There may be a whole range of various patchy OSX installations floating around that geeks have installed on their Dells and white box PCs. Meanwhile if you want to see OSX work the way it should, if you don't have the geeky skills to mess with it, you need to buy a Mactel box. And by the way, you'll also be able to install your copy of Windows on that Mactel.

Looks like it might be a winning strategy for Apple to compete in the Intel market.


----------



## csonni (Feb 8, 2001)

Can't say I've read every single post in this thread, and maybe this was touched on, but will future OSX versions still run on my G5 and Powerbook G4? 10.5? 10.6?


----------



## MannyP Design (Jun 8, 2000)

I had mentioned something to that effect... since Apple had become a more solvent company with a suite of tools for both consumers and professionals, not to mention off-shoot hardware like the iPod, that Apple may very well launch an OS war on Microsoft's turf.

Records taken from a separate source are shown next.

use crate::http::ValidationPolicy;
use config::{Config, ConfigError, Environment, File};
use serde::Deserialize;
use std::path::{Path, PathBuf};

/// Application configuration
#[derive(Debug, Clone, Default, Deserialize)]
pub struct Settings {
    #[serde(default)]
    pub api: ApiSettings,
    #[serde(default)]
    pub store: StoreSettings,
    #[serde(default)]
    pub prefs: PrefsSettings,
    #[serde(default)]
    pub guard: GuardSettings,
    #[serde(default)]
    pub logging: LoggingSettings,
}

/// Remote REST backend
#[derive(Debug, Clone, Deserialize)]
pub struct ApiSettings {
    #[serde(default = "default_base_url")]
    pub base_url: String,
    #[serde(default = "default_prefix")]
    pub prefix: String,
    #[serde(default = "default_version")]
    pub version: String,
    #[serde(default = "default_timeout_secs")]
    pub timeout_secs: u64,
    /// Bearer token sent on calls made with credentials.
    pub token: Option<String>,
    #[serde(default)]
    pub validation: ValidationPolicy,
}

impl Default for ApiSettings {
    fn default() -> Self {
        Self {
            base_url: default_base_url(),
            prefix: default_prefix(),
            version: default_version(),
            timeout_secs: default_timeout_secs(),
            token: None,
            validation: ValidationPolicy::default(),
        }
    }
}

fn default_base_url() -> String { "http://localhost:8080".to_string() }
fn default_prefix() -> String { "api".to_string() }
fn default_version() -> String { "v1".to_string() }
fn default_timeout_secs() -> u64 { 30 }

#[derive(Debug, Clone, Deserialize)]
pub struct StoreSettings {
    #[serde(default = "default_mailbox_size")]
    pub mailbox_size: usize,
}

impl Default for StoreSettings {
    fn default() -> Self {
        Self { mailbox_size: default_mailbox_size() }
    }
}

fn default_mailbox_size() -> usize { 32 }

#[derive(Debug, Clone, Deserialize)]
pub struct PrefsSettings {
    #[serde(default = "default_prefs_path")]
    pub path: PathBuf,
}

impl Default for PrefsSettings {
    fn default() -> Self {
        Self { path: default_prefs_path() }
    }
}

fn default_prefs_path() -> PathBuf { PathBuf::from("jobboard-prefs.json") }

#[derive(Debug, Clone, Deserialize)]
pub struct GuardSettings {
    #[serde(default = "default_sign_in_route")]
    pub sign_in_route: String,
    #[serde(default = "default_home_route")]
    pub home_route: String,
}

impl Default for GuardSettings {
    fn default() -> Self {
        Self {
            sign_in_route: default_sign_in_route(),
            home_route: default_home_route(),
        }
    }
}

fn default_sign_in_route() -> String { "/sign-in".to_string() }
fn default_home_route() -> String { "/".to_string() }

#[derive(Debug, Clone, Deserialize)]
pub struct LoggingSettings {
    #[serde(default = "default_log_level")]
    pub level: String,
}

impl Default for LoggingSettings {
    fn default() -> Self {
        Self { level: default_log_level() }
    }
}

fn default_log_level() -> String { "info".to_string() }

impl Settings {
    /// Load configuration from file and environment variables
    ///
    /// Configuration is loaded in the following order (later overrides earlier):
    /// 1. Default values in the struct
    /// 2. Configuration file (config/default.toml)
    /// 3. Local overrides (config/local.toml)
    /// 4. Environment variables (prefixed with JOBBOARD__)
    pub fn load() -> Result<Self, ConfigError> {
        Config::builder()
            .add_source(File::with_name("config/default").required(false))
            .add_source(File::with_name("config/local").required(false))
            // e.g., JOBBOARD__API__BASE_URL -> api.base_url
            .add_source(environment())
            .build()?
            .try_deserialize()
    }

    /// Load configuration from a custom path
    pub fn load_from<P: AsRef<Path>>(path: P) -> Result<Self, ConfigError> {
        Config::builder()
            .add_source(File::from(path.as_ref()))
            .add_source(environment())
            .build()?
            .try_deserialize()
    }
}

fn environment() -> Environment {
    Environment::with_prefix("JOBBOARD")
        .prefix_separator("__")
        .separator("__")
        .try_parsing(true)
}

#[cfg(test)]
mod tests {
    use super::*;
    use std::io::Write;

    #[test]
    fn test_defaults() {
        let settings = Settings::default();
        assert_eq!(settings.api.base_url, "http://localhost:8080");
        assert_eq!(settings.api.prefix, "api");
        assert_eq!(settings.api.version, "v1");
        assert_eq!(settings.api.timeout_secs, 30);
        assert_eq!(settings.api.validation, ValidationPolicy::Enforce);
        assert_eq!(settings.store.mailbox_size, 32);
        assert_eq!(settings.guard.sign_in_route, "/sign-in");
    }

    #[test]
    fn test_load_from_file_fills_missing_sections() {
        let mut file = tempfile::Builder::new().suffix(".toml").tempfile().unwrap();
        writeln!(
            file,
            "[api]\nbase_url = \"https://jobs.example.com\"\nvalidation = \"warn\"\n\n[logging]\nlevel = \"debug\""
        )
        .unwrap();

        let settings = Settings::load_from(file.path()).unwrap();
        assert_eq!(settings.api.base_url, "https://jobs.example.com");
        assert_eq!(settings.api.validation, ValidationPolicy::Warn);
        assert_eq!(settings.api.version, "v1");
        assert_eq!(settings.logging.level, "debug");
        assert_eq!(settings.prefs.path, PathBuf::from("jobboard-prefs.json"));
    }
}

Far fetched? Maybe. Maybe not. A lot of people were convinced Apple would never go to Intel just a mere two days ago. Look where we're at now.

We've yet to see what Apple's code-named product "Asteroid" is... there are plenty of other secret projects, I'm sure, that have yet to be revealed.

__________________


----------



## MannyP Design (Jun 8, 2000)

csonni said:


> Can't say I've read every single post in this thread, and maybe this was touched on, but will future OSX versions still run on my G5 and Powerbook G4? 10.5? 10.6?


Yes. Steve Jobs made it clear that Apple will support PPC Macs for "quite some time."

__________________


----------



## used to be jwoodget (Aug 22, 2002)

GA, I'm not so sure that simply switching the cpu to Intel will allow people to hack OS X to run on a Dell box. My feeling is that Apple will have invested a lot of effort to prevent that happening. Indeed, new Intel chips will actually have hard coding that lock an OS license to a machine (something Longhorn will support). Apple's nightmare scenario is that OS X is hacked somehow and users run it on PCs for free. No income from the OS, no income from the hardware. End of Apple. I just think that Jobs is so paranoid of that possibility that he will have tied up the hardware in some manner.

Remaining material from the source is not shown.